Extracted data Block Start

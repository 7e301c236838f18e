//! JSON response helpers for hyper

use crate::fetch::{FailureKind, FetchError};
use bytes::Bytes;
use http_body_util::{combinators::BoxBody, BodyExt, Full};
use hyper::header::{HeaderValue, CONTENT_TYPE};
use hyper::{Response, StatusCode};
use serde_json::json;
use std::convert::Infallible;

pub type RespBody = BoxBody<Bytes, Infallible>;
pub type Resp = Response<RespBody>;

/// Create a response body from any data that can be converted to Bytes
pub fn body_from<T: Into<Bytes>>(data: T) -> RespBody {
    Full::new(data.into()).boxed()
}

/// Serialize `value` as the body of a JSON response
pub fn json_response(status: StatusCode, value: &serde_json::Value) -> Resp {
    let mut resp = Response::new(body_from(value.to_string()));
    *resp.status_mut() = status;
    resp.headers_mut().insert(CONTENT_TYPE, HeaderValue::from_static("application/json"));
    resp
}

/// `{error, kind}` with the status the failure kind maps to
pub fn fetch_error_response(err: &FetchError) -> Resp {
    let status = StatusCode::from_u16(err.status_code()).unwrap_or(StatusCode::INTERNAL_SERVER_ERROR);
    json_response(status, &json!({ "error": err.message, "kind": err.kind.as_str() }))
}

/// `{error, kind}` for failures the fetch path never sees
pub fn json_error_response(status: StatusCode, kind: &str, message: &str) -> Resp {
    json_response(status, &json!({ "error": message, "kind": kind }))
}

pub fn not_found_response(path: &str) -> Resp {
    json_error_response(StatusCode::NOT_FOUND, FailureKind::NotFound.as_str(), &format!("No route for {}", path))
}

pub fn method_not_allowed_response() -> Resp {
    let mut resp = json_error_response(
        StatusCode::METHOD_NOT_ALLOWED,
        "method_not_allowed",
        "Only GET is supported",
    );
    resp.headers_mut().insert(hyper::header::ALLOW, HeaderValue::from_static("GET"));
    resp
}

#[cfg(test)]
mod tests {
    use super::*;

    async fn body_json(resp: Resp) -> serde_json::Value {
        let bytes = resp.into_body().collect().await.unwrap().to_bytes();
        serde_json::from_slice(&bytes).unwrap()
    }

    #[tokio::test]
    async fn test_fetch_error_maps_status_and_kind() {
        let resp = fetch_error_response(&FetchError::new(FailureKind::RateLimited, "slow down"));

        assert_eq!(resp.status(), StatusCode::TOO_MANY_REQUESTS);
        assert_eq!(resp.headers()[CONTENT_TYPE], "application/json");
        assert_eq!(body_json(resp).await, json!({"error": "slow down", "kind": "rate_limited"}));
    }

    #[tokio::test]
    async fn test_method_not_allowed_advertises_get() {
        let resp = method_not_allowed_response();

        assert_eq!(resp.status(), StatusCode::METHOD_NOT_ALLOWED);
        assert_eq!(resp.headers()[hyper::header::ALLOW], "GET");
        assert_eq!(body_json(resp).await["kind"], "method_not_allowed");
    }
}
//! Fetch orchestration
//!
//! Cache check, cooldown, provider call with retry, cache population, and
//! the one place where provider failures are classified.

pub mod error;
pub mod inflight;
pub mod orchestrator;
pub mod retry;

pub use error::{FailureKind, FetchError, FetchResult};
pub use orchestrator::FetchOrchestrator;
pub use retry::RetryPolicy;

Extracted data Block End

How to complete this task: Above are some records. Print them all exactly.

Answer below:
repository 7e301c236838f18e
//! JSON response helpers for hyper

use crate::fetch::{FailureKind, FetchError};
use bytes::Bytes;
use http_body_util::{combinators::BoxBody, BodyExt, Full};
use hyper::header::{HeaderValue, CONTENT_TYPE};
use hyper::{Response, StatusCode};
use serde_json::json;
use std::convert::Infallible;

pub type RespBody = BoxBody<Bytes, Infallible>;
pub type Resp = Response<RespBody>;

/// Create a response body from any data that can be converted to Bytes
pub fn body_from<T: Into<Bytes>>(data: T) -> RespBody {
    Full::new(data.into()).boxed()
}

/// Serialize `value` as the body of a JSON response
pub fn json_response(status: StatusCode, value: &serde_json::Value) -> Resp {
    let mut resp = Response::new(body_from(value.to_string()));
    *resp.status_mut() = status;
    resp.headers_mut().insert(CONTENT_TYPE, HeaderValue::from_static("application/json"));
    resp
}

/// `{error, kind}` with the status the failure kind maps to
pub fn fetch_error_response(err: &FetchError) -> Resp {
    let status = StatusCode::from_u16(err.status_code()).unwrap_or(StatusCode::INTERNAL_SERVER_ERROR);
    json_response(status, &json!({ "error": err.message, "kind": err.kind.as_str() }))
}

/// `{error, kind}` for failures the fetch path never sees
pub fn json_error_response(status: StatusCode, kind: &str, message: &str) -> Resp {
    json_response(status, &json!({ "error": message, "kind": kind }))
}

pub fn not_found_response(path: &str) -> Resp {
    json_error_response(StatusCode::NOT_FOUND, FailureKind::NotFound.as_str(), &format!("No route for {}", path))
}

pub fn method_not_allowed_response() -> Resp {
    let mut resp = json_error_response(
        StatusCode::METHOD_NOT_ALLOWED,
        "method_not_allowed",
        "Only GET is supported",
    );
    resp.headers_mut().insert(hyper::header::ALLOW, HeaderValue::from_static("GET"));
    resp
}

#[cfg(test)]
mod tests {
    use super::*;

    async fn body_json(resp: Resp) -> serde_json::Value {
        let bytes = resp.into_body().collect().await.unwrap().to_bytes();
        serde_json::from_slice(&bytes).unwrap()
    }

    #[tokio::test]
    async fn test_fetch_error_maps_status_and_kind() {
        let resp = fetch_error_response(&FetchError::new(FailureKind::RateLimited, "slow down"));

        assert_eq!(resp.status(), StatusCode::TOO_MANY_REQUESTS);
        assert_eq!(resp.headers()[CONTENT_TYPE], "application/json");
        assert_eq!(body_json(resp).await, json!({"error": "slow down", "kind": "rate_limited"}));
    }

    #[tokio::test]
    async fn test_method_not_allowed_advertises_get() {
        let resp = method_not_allowed_response();

        assert_eq!(resp.status(), StatusCode::METHOD_NOT_ALLOWED);
        assert_eq!(resp.headers()[hyper::header::ALLOW], "GET");
        assert_eq!(body_json(resp).await["kind"], "method_not_allowed");
    }
}
//! Fetch orchestration
//!
//! Cache check, cooldown, provider call with retry, cache population, and
//! the one place where provider failures are classified.

pub mod error;
pub mod inflight;
pub mod orchestrator;
pub mod retry;

pub use error::{FailureKind, FetchError, FetchResult};
pub use orchestrator::FetchOrchestrator;
pub use retry::RetryPolicy;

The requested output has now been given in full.